Chris Angelico rosuav at
Tue Dec 20 00:36:15 EST 2016

On Tue, Dec 20, 2016 at 4:08 PM,  <ozpeterballard at> wrote:
> I use Python on Ubuntu 12.04. Recently I upgraded Python from 2.7.3 to 2.7.12. I did the upgrade via the source, i.e. download (from ), tar, ./config, sudo make install.
> After the upgrade, python could no longer see the 3rd party modules I use (numpy, scipy, matplotlib, cython). I can point PYTHONPATH to the cython files, but I can't work out how to include numpy, scipy and matplotlib.
> It's no good asking Ubuntu to upgrade, because apt-get tells me that numpy, scipy and matplotlib are all up to date.
> So what do I do so I can see these packages again?

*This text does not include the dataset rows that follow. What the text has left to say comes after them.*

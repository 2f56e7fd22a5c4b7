//! Data Cleaner Module
//! Normalizes raw incident frames and materializes typed rows.

use crate::data::table::{Incident, IncidentColumn, IncidentTable};
use chrono::NaiveDate;
use polars::prelude::*;
use std::collections::BTreeSet;
use thiserror::Error;

/// Fixed occurrence-date format.
pub const DATE_FORMAT: &str = "%Y-%m-%d";

const DATE_OCC: &str = "date_occ";
const DATE_RPTD: &str = "date_rptd";

#[derive(Error, Debug)]
pub enum CleanError {
    #[error("Polars error: {0}")]
    PolarsError(#[from] PolarsError),
}

/// Handles column normalization and type coercion.
pub struct DataCleaner;

impl DataCleaner {
    /// `"DATE OCC"` -> `"date_occ"`.
    pub fn normalize_column_name(name: &str) -> String {
        name.trim().to_lowercase().replace(' ', "_")
    }

    /// Rename every column to its normalized form.
    pub fn normalize_columns(df: &DataFrame) -> Result<DataFrame, CleanError> {
        let columns: Vec<Column> = df
            .get_columns()
            .iter()
            .map(|col| {
                let mut series = col.as_materialized_series().clone();
                series.rename(Self::normalize_column_name(col.name()).into());
                Column::from(series)
            })
            .collect();

        Ok(DataFrame::new(columns)?)
    }

    /// Parse a date with [`DATE_FORMAT`]; anything else is `None`.
    pub fn parse_date(value: &str) -> Option<NaiveDate> {
        NaiveDate::parse_from_str(value.trim(), DATE_FORMAT).ok()
    }

    /// Clean a raw incident frame.
    ///
    /// Rows without a parseable occurrence date are dropped. Numeric fields
    /// that fail to parse become `None` and the row is kept.
    pub fn clean(raw: &DataFrame) -> Result<IncidentTable, CleanError> {
        let df = Self::normalize_columns(raw)?;

        let date_col = if df.column(DATE_OCC).is_ok() {
            DATE_OCC
        } else {
            log::warn!("No {DATE_OCC} column, falling back to {DATE_RPTD}");
            DATE_RPTD
        };
        let dates: Vec<Option<NaiveDate>> = match Self::text_values(&df, date_col)? {
            Some(values) => values
                .iter()
                .map(|v| v.as_deref().and_then(Self::parse_date))
                .collect(),
            None => vec![None; df.height()],
        };

        let time_occ = Self::numeric_values(&df, IncidentColumn::TimeOcc.column_name(), f64::trunc)?;
        let victim_age = Self::numeric_values(&df, IncidentColumn::VictimAge.column_name(), round_age)?;
        let category = Self::text_values(&df, IncidentColumn::Category.column_name())?;
        let area = Self::text_values(&df, IncidentColumn::Area.column_name())?;
        let victim_sex = Self::text_values(&df, IncidentColumn::VictimSex.column_name())?;
        let victim_descent = Self::text_values(&df, IncidentColumn::VictimDescent.column_name())?;
        let weapon = Self::text_values(&df, IncidentColumn::Weapon.column_name())?;

        let columns: BTreeSet<IncidentColumn> = IncidentColumn::ALL
            .into_iter()
            .filter(|c| df.column(c.column_name()).is_ok())
            .collect();

        let records: Vec<Incident> = dates
            .iter()
            .enumerate()
            .filter_map(|(i, date)| {
                Some(Incident {
                    date_occ: (*date)?,
                    time_occ: at(&time_occ, i),
                    category: at(&category, i),
                    area: at(&area, i),
                    victim_age: at(&victim_age, i),
                    victim_sex: at(&victim_sex, i),
                    victim_descent: at(&victim_descent, i),
                    weapon: at(&weapon, i),
                })
            })
            .collect();

        log::info!(
            "Cleaned {} of {} rows ({} dropped without a valid date)",
            records.len(),
            df.height(),
            df.height() - records.len()
        );

        Ok(IncidentTable::new(records, columns))
    }

    /// Trimmed string values of a column; blanks become `None`.
    /// Returns `Ok(None)` when the column does not exist.
    pub fn text_values(
        df: &DataFrame,
        name: &str,
    ) -> Result<Option<Vec<Option<String>>>, CleanError> {
        let Ok(col) = df.column(name) else {
            return Ok(None);
        };
        let series = col.as_materialized_series().cast(&DataType::String)?;
        let values = series
            .str()?
            .into_iter()
            .map(|v| {
                v.map(str::trim)
                    .filter(|s| !s.is_empty())
                    .map(str::to_string)
            })
            .collect();
        Ok(Some(values))
    }

    /// Integer values of a column. Values are trimmed, cast to Float64
    /// non-strictly so garbage becomes `None`, then rounded with `round`.
    pub fn numeric_values(
        df: &DataFrame,
        name: &str,
        round: fn(f64) -> f64,
    ) -> Result<Option<Vec<Option<i64>>>, CleanError> {
        let Some(trimmed) = Self::text_values(df, name)? else {
            return Ok(None);
        };
        let value_f64 = Series::new(name.into(), trimmed).cast(&DataType::Float64)?;
        let values = value_f64
            .f64()?
            .into_iter()
            .map(|v| v.filter(|f| f.is_finite()).map(|f| round(f) as i64))
            .collect();
        Ok(Some(values))
    }
}

/// Ages round away from zero so right-inclusive bins hold: 12.5 is past 12.
fn round_age(age: f64) -> f64 {
    if age < 0.0 {
        age.floor()
    } else {
        age.ceil()
    }
}

fn at<T: Clone>(values: &Option<Vec<Option<T>>>, i: usize) -> Option<T> {
    values.as_ref().and_then(|v| v.get(i).cloned().flatten())
}
//! Dataset Download
//! Fetches the source CSV once. Failures are logged, never retried, and
//! never leave a partial file behind.

use std::fs::{self, File};
use std::io::{Read, Write};
use std::path::{Path, PathBuf};
use thiserror::Error;

/// Google Drive export of the LA crime dataset.
pub const DEFAULT_SOURCE_URL: &str =
    "https://drive.google.com/uc?export=download&id=1SdKIbIm3SrLa9XtQxlCZXHklp3w8FGEi";

/// Bytes read from the response per write.
pub const CHUNK_SIZE: usize = 8192;

#[derive(Debug, Clone, PartialEq, Eq)]
pub enum DownloadOutcome {
    AlreadyPresent,
    Downloaded { bytes: u64 },
    Failed(String),
}

#[derive(Error, Debug)]
enum DownloadError {
    #[error("request failed: {0}")]
    Http(#[from] reqwest::Error),
    #[error("server responded with {0}")]
    Status(reqwest::StatusCode),
    #[error("I/O error: {0}")]
    Io(#[from] std::io::Error),
}

/// Download `url` to `path` unless `path` already exists.
pub fn ensure_dataset(url: &str, path: &Path) -> DownloadOutcome {
    if path.exists() {
        log::info!("File already exists at {}", path.display());
        return DownloadOutcome::AlreadyPresent;
    }

    log::info!("Downloading {url} to {}", path.display());
    match fetch(url, path) {
        Ok(bytes) => {
            log::info!("Download complete: {} ({bytes} bytes)", path.display());
            DownloadOutcome::Downloaded { bytes }
        }
        Err(e) => {
            log::error!("Failed to download {url}: {e}");
            DownloadOutcome::Failed(e.to_string())
        }
    }
}

fn fetch(url: &str, path: &Path) -> Result<u64, DownloadError> {
    let mut response = reqwest::blocking::get(url)?;
    let status = response.status();
    if !status.is_success() {
        return Err(DownloadError::Status(status));
    }

    if let Some(parent) = path.parent().filter(|p| !p.as_os_str().is_empty()) {
        fs::create_dir_all(parent)?;
    }

    let part = partial_path(path);
    let result = stream_to(&mut response, &part).and_then(|bytes| {
        fs::rename(&part, path)?;
        Ok(bytes)
    });
    if result.is_err() {
        let _ = fs::remove_file(&part);
    }
    result
}

/// Sibling path the body is streamed into before the final rename.
fn partial_path(path: &Path) -> PathBuf {
    let mut name = path.file_name().unwrap_or_default().to_os_string();
    name.push(".part");
    path.with_file_name(name)
}

fn stream_to(reader: &mut impl Read, dest: &Path) -> Result<u64, DownloadError> {
    let mut file = File::create(dest)?;
    let mut buf = [0u8; CHUNK_SIZE];
    let mut total = 0u64;

    loop {
        let n = reader.read(&mut buf)?;
        if n == 0 {
            break;
        }
        file.write_all(&buf[..n])?;
        total += n as u64;
    }

    file.flush()?;
    Ok(total)
}
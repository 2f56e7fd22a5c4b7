//! Cleaned Table Cache
//! Loads and cleans each source file once per process.

use crate::data::cleaner::{CleanError, DataCleaner};
use crate::data::loader::{DataLoader, LoaderError};
use crate::data::table::IncidentTable;
use std::collections::HashMap;
use std::path::{Path, PathBuf};
use std::sync::Arc;
use thiserror::Error;

#[derive(Error, Debug)]
pub enum TableError {
    #[error(transparent)]
    Load(#[from] LoaderError),
    #[error(transparent)]
    Clean(#[from] CleanError),
}

/// Load a CSV and clean it.
pub fn load_and_clean(path: &Path) -> Result<IncidentTable, TableError> {
    let raw = DataLoader::load_csv(path)?;
    Ok(DataCleaner::clean(&raw)?)
}

/// Memoized cleaned tables keyed by source path.
#[derive(Default)]
pub struct TableCache {
    tables: HashMap<PathBuf, Arc<IncidentTable>>,
}

impl TableCache {
    pub fn new() -> Self {
        Self::default()
    }

    /// Return the cached table for `path`, loading and cleaning on first use.
    /// Failed loads are not cached.
    pub fn get_or_load(&mut self, path: &Path) -> Result<Arc<IncidentTable>, TableError> {
        if let Some(table) = self.tables.get(path) {
            log::debug!("Cache hit for {}", path.display());
            return Ok(Arc::clone(table));
        }

        let table = Arc::new(load_and_clean(path)?);
        self.tables.insert(path.to_path_buf(), Arc::clone(&table));
        Ok(table)
    }

    pub fn len(&self) -> usize {
        self.tables.len()
    }

    pub fn is_empty(&self) -> bool {
        self.tables.is_empty()
    }
}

First off, you're running a still-in-support old version of Ubuntu, so
check whether you can upgrade Python using apt-get. Check not just the
version number, but any features you need. I don't know whether Ubuntu
do this, but Red Hat often backport bug fixes and security patches
onto older builds of Python; what you get is named according to the
oldest component in it, but might well have a number of newer

But once you decide to build Python from source, you have to choose
between overwriting your existing Python (probably in /usr/bin) or
creating a new one (in /usr/local/bin). By default, untarring,
configuring without args, building, and installing, will give you
something in /usr/local/bin - which most likely means you're leaving
behind all the Python modules installed with apt-get. You also won't
touch anything that uses libpython, or anything like that. This is the
safe option. So, how do you get numpy etc into your new Python? Most
likely, using pip. Try this:

sudo apt-get build-dep python-numpy
sudo python -m pip install numpy

That'll build numpy from source. (I may have the package name wrong;
that's what it's called on my Debian, but it might be different on
Ubuntu.) It'll take a while, so if you're on a system with a slow CPU
and/or not much memory, be patient. But that should get numpy going
for you.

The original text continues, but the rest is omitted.